Question

In the arrangement shown in the figure mass of the block $B$ and $A$ are $2m,8m$ respectively. Surface between $B$ and floor is smooth. The block $B$ is connected to block $C$ by means of a pulley. If the whole system is released then the minimum value of mass of the block $C$ so that the block $A$ remains stationary with respect to $B$ is (Co-efficient of friction between $A$ and $B$ is $\mu$)

• A. $\frac{m}{\mu }$
• B. $\frac{2m}{\mu +1}$
• C. $\frac{10m}{1-\mu }$
• D. $\frac{10m}{\mu -1}$

Answer 1

The correct option is D $\frac{10m}{\mu -1}$


Let mass of block $C$ be $m_c$
$a=\frac{m_{c}g}{8m+2m+m_c}$
$a=\frac{m_{c}g}{10m+m_c}...........\left(1\right)$
FBD of $A$ in the rest frame of $B$ (non-inertial)

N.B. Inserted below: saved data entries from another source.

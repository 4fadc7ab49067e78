//! Pipeline configuration
//!
//! Precedence: defaults < YAML file < `TASK_DATASET_WORKERS` < CLI flags (the
//! CLI applies its own overrides after [`PipelineConfig::load`]).

use serde::{Deserialize, Serialize};
use std::path::{Path, PathBuf};
use std::time::Duration;
use task_dataset_common::{ProcessingError, Result, SliceNaming};
use task_dataset_decomposer::{AudioSettings, SliceSettings, DEFAULT_VIDEO_EXTENSIONS};
use tracing::debug;

use crate::executor::PoolConfig;

/// Environment variable overriding the caption worker count
pub const WORKERS_ENV: &str = "TASK_DATASET_WORKERS";

/// Caption model settings
#[derive(Debug, Clone, PartialEq, Eq, Serialize, Deserialize)]
#[serde(default)]
pub struct CaptionSettings {
    /// Square input size of the vision encoder (384 for BLIP)
    pub input_size: u32,
    /// Maximum caption length in tokens
    pub max_length: usize,
}

impl Default for CaptionSettings {
    fn default() -> Self {
        Self {
            input_size: 384,
            max_length: 20,
        }
    }
}

/// Full configuration of a dataset build
#[derive(Debug, Clone, PartialEq, Serialize, Deserialize)]
#[serde(default)]
pub struct PipelineConfig {
    pub videos_dir: PathBuf,
    pub frames_dir: PathBuf,
    pub audio_dir: PathBuf,
    /// Dataset artifact path
    pub output: PathBuf,
    /// Slice length in seconds
    pub slice_duration: f64,
    pub video_extensions: Vec<String>,
    pub image_extension: String,
    pub audio: AudioSettings,
    /// Caption worker threads
    pub workers: usize,
    /// Videos decomposed concurrently
    pub decompose_jobs: usize,
    pub item_timeout_secs: Option<f64>,
    /// Directory holding `blip.onnx` and `tokenizer.json`
    pub model_dir: PathBuf,
    pub caption: CaptionSettings,
}

impl Default for PipelineConfig {
    fn default() -> Self {
        Self {
            videos_dir: PathBuf::from("videos"),
            frames_dir: PathBuf::from("frames"),
            audio_dir: PathBuf::from("audio"),
            output: PathBuf::from("dataset.json"),
            slice_duration: 1.0,
            video_extensions: DEFAULT_VIDEO_EXTENSIONS.iter().map(|s| s.to_string()).collect(),
            image_extension: "jpg".to_string(),
            audio: AudioSettings::default(),
            workers: num_cpus::get(),
            decompose_jobs: 1,
            item_timeout_secs: None,
            model_dir: PathBuf::from("models/caption-generation"),
            caption: CaptionSettings::default(),
        }
    }
}

impl PipelineConfig {
    /// Defaults, overlaid with `path` if given, then with the environment
    pub fn load(path: Option<&Path>) -> Result<Self> {
        let mut config = match path {
            Some(path) => Self::from_yaml_file(path)?,
            None => Self::default(),
        };
        config.apply_env(|key| std::env::var(key).ok())?;
        Ok(config)
    }

    /// Parse a YAML config file; missing fields keep their defaults
    pub fn from_yaml_file(path: &Path) -> Result<Self> {
        let data = std::fs::read_to_string(path).map_err(|e| {
            ProcessingError::InvalidConfig(format!("cannot read {}: {e}", path.display()))
        })?;
        let config = serde_yaml::from_str(&data).map_err(|e| {
            ProcessingError::InvalidConfig(format!("{}: {e}", path.display()))
        })?;
        debug!("Loaded configuration from {}", path.display());
        Ok(config)
    }

    fn apply_env(&mut self, lookup: impl Fn(&str) -> Option<String>) -> Result<()> {
        if let Some(value) = lookup(WORKERS_ENV) {
            self.workers = value.trim().parse().map_err(|_| {
                ProcessingError::InvalidConfig(format!("{WORKERS_ENV} must be an integer, got {value:?}"))
            })?;
        }
        Ok(())
    }

    pub fn validate(&self) -> Result<()> {
        self.slice_settings().validate()?;
        if self.workers == 0 {
            return Err(ProcessingError::InvalidConfig(
                "workers must be at least 1".to_string(),
            ));
        }
        if self.decompose_jobs == 0 {
            return Err(ProcessingError::InvalidConfig(
                "decompose_jobs must be at least 1".to_string(),
            ));
        }
        if self.video_extensions.is_empty() {
            return Err(ProcessingError::InvalidConfig(
                "video_extensions must not be empty".to_string(),
            ));
        }
        if self.image_extension.is_empty() {
            return Err(ProcessingError::InvalidConfig(
                "image_extension must not be empty".to_string(),
            ));
        }
        if let Some(secs) = self.item_timeout_secs {
            if !secs.is_finite() || secs <= 0.0 {
                return Err(ProcessingError::InvalidConfig(format!(
                    "item_timeout_secs must be positive, got {secs}"
                )));
            }
            Duration::try_from_secs_f64(secs).map_err(|e| {
                ProcessingError::InvalidConfig(format!("item_timeout_secs {secs}: {e}"))
            })?;
        }
        Ok(())
    }

    #[must_use]
    pub fn naming(&self) -> SliceNaming {
        SliceNaming::new(self.image_extension.clone(), self.audio.format.extension())
    }

    #[must_use]
    pub fn slice_settings(&self) -> SliceSettings {
        SliceSettings {
            slice_duration: self.slice_duration,
            naming: self.naming(),
        }
    }

    /// Pool settings. A timeout that [`Self::validate`] would reject is dropped.
    #[must_use]
    pub fn pool_config(&self) -> PoolConfig {
        PoolConfig {
            workers: self.workers,
            item_timeout: self
                .item_timeout_secs
                .and_then(|secs| Duration::try_from_secs_f64(secs).ok()),
        }
    }
}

Since $A$ should remain stationary in this frame,
$8mg=f$
$N=8ma$
Minimum value of $m_c$ implies friction $f$ is limiting.
Thus, $f=f_L=\mu N$
$\therefore 8mg=\mu \left(8ma\right)$
$a=\frac{g}{\mu }$
From $\left(1\right)$

$\frac{m_{c}g}{10m+m_c}=\frac{g}{\mu }$

$\Rightarrow m_c=\frac{10m}{\mu -1}$